Really, I Have No Idea Why People Make Fun Of Libertarians

Filed in National by on February 14, 2011

Ron Paul was a big hit at this year’s CPAC convention and he really brought the house down with his speech. He has, well, an interesting proposal.

A lot of Republicans running for president (or “maybe running for president”) these days are trying to reach out to the Libertarian wing of the party, whose fiscal views have come to dominate the tea party movement. But Paul made it clear how far the Mitt Romneys and Tim Pawlentys of the world will have to go before they really talk like a libertarian. Where they’re talking about small government and shrunken entitlements, Paul’s suggesting young people be allowed to walk away from the government entirely. His proposed deal works like this: you pay the government 10% of your income (presumably to protect your borders and such) and you promise you’ll never take advantage of a government service for the rest of your life.

Can we make sure that these opt-liters don’t use our roads, our sewers and our electrical grids? How would this work at all in practice? Would the opt-Lugers wear special badges or something so police know not to help them and ambulances can ignore them. I suppose they could go live in a cabin in Idaho or something.

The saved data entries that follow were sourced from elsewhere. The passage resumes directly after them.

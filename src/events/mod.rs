//! Domain events published after committed changes.

pub mod adapters;
mod event;
mod ports;

pub use event::{DomainEvent, EventEnvelope};
#[cfg(test)]
pub use ports::MockEventPublisher;
pub use ports::{EventPublishError, EventPublisher, publish_committed};
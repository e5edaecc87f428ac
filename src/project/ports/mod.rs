//! Port contracts for projects and tasks.

pub mod repository;

pub use repository::{
    ProjectRepository, ProjectRepositoryError, ProjectRepositoryResult, TaskRepository,
};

Also, apparently conservatives have found their love of trains. The Atlas Shrugged, Part 1 of 3 (no I’m not kidding, supposedly there’s 3 movies total) was a big hit at CPAC.

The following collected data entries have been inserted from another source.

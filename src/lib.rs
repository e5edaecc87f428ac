//! Taskhive: domain rules for team-based project management.
//!
//! This crate models users, teams, projects and tasks, and enforces the
//! business rules that govern them: lifecycle transitions, role-based
//! authorization and cross-aggregate consistency.
//!
//! # Architecture
//!
//! Taskhive follows hexagonal architecture principles:
//!
//! - **Domain**: Pure business logic with no infrastructure dependencies
//! - **Ports**: Abstract trait interfaces for persistence and event delivery
//! - **Adapters**: Concrete implementations of ports (in-memory stores)
//! - **Services**: Orchestration that loads aggregates, evaluates rules,
//!   persists changes and publishes events
//!
//! # Modules
//!
//! - [`rules`]: Transition graphs, authorization and consistency rules
//! - [`user`]: User accounts and system roles
//! - [`team`]: Teams and membership
//! - [`project`]: Projects, tasks and subtasks
//! - [`events`]: Domain events raised by committed changes
//! - [`config`]: Business policy limits
//! - [`naming`]: Validated display names

pub mod config;
pub mod events;
pub mod naming;
pub mod project;
pub mod rules;
pub mod team;
pub mod user;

I’m sure you’re all saving your money already to go see this.

Tags: , ,

About the Author ()

Opinionated chemist, troublemaker, blogger on national and Delaware politics.

Comments (20)

Trackback URL | Comments RSS Feed

  1. Capt.Willard says:

    Notice no suggestive “train going into tunnel” in the clip?[Sex?]
    Only a crash?[Abortion?]

  2. meatball says:

    “Notice no suggestive “train going into tunnel” in the clip?[Sex?]”

    Hitchcock’s North by Northwest?

  3. Jason330 says:

    The best CPAC clip I saw was of Trump casually dropping “By the way Ron Paul could never win.”. Into his remarks. The place exploded into competing boos and huzzahs. Then when it settled down, Trump ads “he can’t win.”. Sparking more pro anti anti Paul jeers.

    Comedy gold.

  4. socialistic ben says:

    I actually really like this idea. 40 years from now, most of the libertarian morons who chose not to let the gumment do anything for them will be dead, or out of the social security system that will still be around for me to use. Cya, ‘tarians. dont let the door hit ya on the way out.

  5. Sorry U.I. but the electric grid is private. There is very little that government really does for most people. As for roads since they are paid for in the gas tax and certainly the 10%, you lose there as well. The post office and parks are funded by user fees so are paramedics. That is not federal either. Neither are the police or schools. You see, you have no idea what the feds even do. It is an intriguing idea until someone gets laid off before they saved 6 months of expenses or gets sick and raids their retirement fund to pay what health insurance does not such as lost wages, copays, deductibles, travel, etc. Then having a social security back up to supplement it looks good. I would propose in conjuction to that that bankruptcy laws be amended to allow for the sick and protection of the home for those who take the option.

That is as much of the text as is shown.